## What the task requires
Gather from the listing below each line that includes the word "Friends", and copy it.

## Material for this exercise
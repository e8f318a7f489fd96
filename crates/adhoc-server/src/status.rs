//! XML status report.
//!
//! Rewritten after every topology change so a web page (styled by
//! `status.xsl`) can show who is playing what:
//!
//! ```xml
//! <?xml version="1.0" encoding="UTF-8"?>
//! <?xml-stylesheet type="text/xsl" href="status.xsl"?>
//! <prometheus usercount="3">
//! 	<game name="Monster Hunter Freedom Unite" usercount="3">
//! 		<group name="LOBBY01" usercount="2">
//! 			<user>Alice</user>
//! 			<user>Bob</user>
//! 		</group>
//! 		<group name="Groupless" usercount="1" />
//! 	</game>
//! </prometheus>
//! ```

use std::fmt::Write as _;
use std::fs;
use std::path::{Path, PathBuf};

use adhoc_core::TopologySnapshot;
use anyhow::Context;
use tokio::sync::watch;
use tokio::task::JoinHandle;
use tracing::warn;

#[derive(Debug, Clone)]
pub struct XmlStatusWriter {
    path: PathBuf,
}

impl XmlStatusWriter {
    pub fn new(path: impl Into<PathBuf>) -> Self {
        XmlStatusWriter { path: path.into() }
    }

    pub fn path(&self) -> &Path {
        &self.path
    }

    /// Render and write `snapshot`, creating the parent directory if
    /// needed.
    pub fn write(&self, snapshot: &TopologySnapshot) -> anyhow::Result<()> {
        if let Some(parent) = self.path.parent().filter(|p| !p.as_os_str().is_empty()) {
            fs::create_dir_all(parent).with_context(|| format!("creating {}", parent.display()))?;
        }
        fs::write(&self.path, render(snapshot))
            .with_context(|| format!("writing status file {}", self.path.display()))
    }

    /// Move the writer onto its own task so file I/O never blocks the
    /// caller. Snapshots published into the returned channel are written
    /// on a blocking thread; when several arrive during one write only
    /// the newest is written next. The task ends once the sender is
    /// dropped and the last snapshot is on disk.
    pub fn spawn(self) -> (watch::Sender<TopologySnapshot>, JoinHandle<()>) {
        let (tx, mut rx) = watch::channel(TopologySnapshot::default());
        let handle = tokio::spawn(async move {
            while rx.changed().await.is_ok() {
                let snapshot = rx.borrow_and_update().clone();
                let writer = self.clone();
                match tokio::task::spawn_blocking(move || writer.write(&snapshot)).await {
                    Ok(Ok(())) => {}
                    Ok(Err(e)) => warn!("status report not written: {:#}", e),
                    Err(e) => warn!("status writer failed: {}", e),
                }
            }
        });
        (tx, handle)
    }
}

pub fn render(snapshot: &TopologySnapshot) -> String {
    let mut xml = String::new();
    xml.push_str("<?xml version=\"1.0\" encoding=\"UTF-8\"?>\n");
    xml.push_str("<?xml-stylesheet type=\"text/xsl\" href=\"status.xsl\"?>\n");
    // Writing to a String cannot fail.
    let _ = writeln!(xml, "<prometheus usercount=\"{}\">", snapshot.user_count);

    for game in &snapshot.games {
        let _ = writeln!(
            xml,
            "\t<game name=\"{}\" usercount=\"{}\">",
            escape(&game.name),
            game.player_count
        );
        for group in &game.groups {
            let _ = writeln!(
                xml,
                "\t\t<group name=\"{}\" usercount=\"{}\">",
                escape(&group.name.to_string()),
                group.member_count()
            );
            for user in &group.members {
                let _ = writeln!(xml, "\t\t\t<user>{}</user>", escape(user));
            }
            xml.push_str("\t\t</group>\n");
        }
        let idle = game.groupless();
        if idle > 0 {
            let _ = writeln!(xml, "\t\t<group name=\"Groupless\" usercount=\"{}\" />", idle);
        }
        xml.push_str("\t</game>\n");
    }

    xml.push_str("</prometheus>");
    xml
}

/// Escape `"`, `<`, `>` and `&`.
pub fn escape(text: &str) -> String {
    let mut out = String::with_capacity(text.len());
    for c in text.chars() {
        match c {
            '"' => out.push_str("&quot;"),
            '<' => out.push_str("&lt;"),
            '>' => out.push_str("&gt;"),
            '&' => out.push_str("&amp;"),
            c => out.push(c),
        }
    }
    out
}

#[cfg(test)]
mod tests {
    use super::*;
    use adhoc_core::{GameSnapshot, GroupSnapshot};
    use adhoc_protocol::{GroupName, ProductCode};

    #[test]
    fn escapes_markup() {
        assert_eq!(escape(r#"<Tom & "Jerry">"#), "&lt;Tom &amp; &quot;Jerry&quot;&gt;");
        assert_eq!(escape("plain"), "plain");
    }

    #[test]
    fn renders_games_groups_and_groupless() {
        let snapshot = TopologySnapshot {
            user_count: 4,
            games: vec![GameSnapshot {
                product: ProductCode::parse("ULUS10391").unwrap(),
                name: "MH & Friends".to_string(),
                player_count: 3,
                groups: vec![GroupSnapshot {
                    name: GroupName::new("LOBBY01"),
                    members: vec!["Alice".to_string(), "<Bob>".to_string()],
                }],
            }],
        };

        let expected = "<?xml version=\"1.0\" encoding=\"UTF-8\"?>\n\
<?xml-stylesheet type=\"text/xsl\" href=\"status.xsl\"?>\n\
<prometheus usercount=\"4\">\n\
\t<game name=\"MH &amp; Friends\" usercount=\"3\">\n\
\t\t<group name=\"LOBBY01\" usercount=\"2\">\n\
\t\t\t<user>Alice</user>\n\
\t\t\t<user>&lt;Bob&gt;</user>\n\
\t\t</group>\n\
\t\t<group name=\"Groupless\" usercount=\"1\" />\n\
\t</game>\n\
</prometheus>";
        assert_eq!(render(&snapshot), expected);
    }

    #[test]
    fn empty_topology() {
        let xml = render(&TopologySnapshot::default());
        assert!(xml.ends_with("<prometheus usercount=\"0\">\n</prometheus>"));
    }

    #[tokio::test]
    async fn spawned_writer_flushes_latest_snapshot_on_close() {
        let dir = std::env::temp_dir().join(format!("adhoc-status-task-{}", std::process::id()));
        let _ = fs::remove_dir_all(&dir);
        let path = dir.join("status.xml");
        let (tx, handle) = XmlStatusWriter::new(&path).spawn();

        for user_count in 1..=3 {
            tx.send(TopologySnapshot {
                user_count,
                games: Vec::new(),
            })
            .unwrap();
        }
        drop(tx);
        handle.await.unwrap();

        let text = fs::read_to_string(&path).unwrap();
        assert!(text.contains("<prometheus usercount=\"3\">"));
        let _ = fs::remove_dir_all(&dir);
    }

    #[test]
    fn write_creates_parent_directory() {
        let dir = std::env::temp_dir().join(format!("adhoc-status-{}", std::process::id()));
        let _ = fs::remove_dir_all(&dir);
        let writer = XmlStatusWriter::new(dir.join("www").join("status.xml"));
        writer.write(&TopologySnapshot::default()).unwrap();
        let text = fs::read_to_string(writer.path()).unwrap();
        assert!(text.starts_with("<?xml"));
        let _ = fs::remove_dir_all(&dir);
    }
}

## Solution
                name: "MH & Friends".to_string(),
\t<game name=\"MH &amp; Friends\" usercount=\"3\">\n\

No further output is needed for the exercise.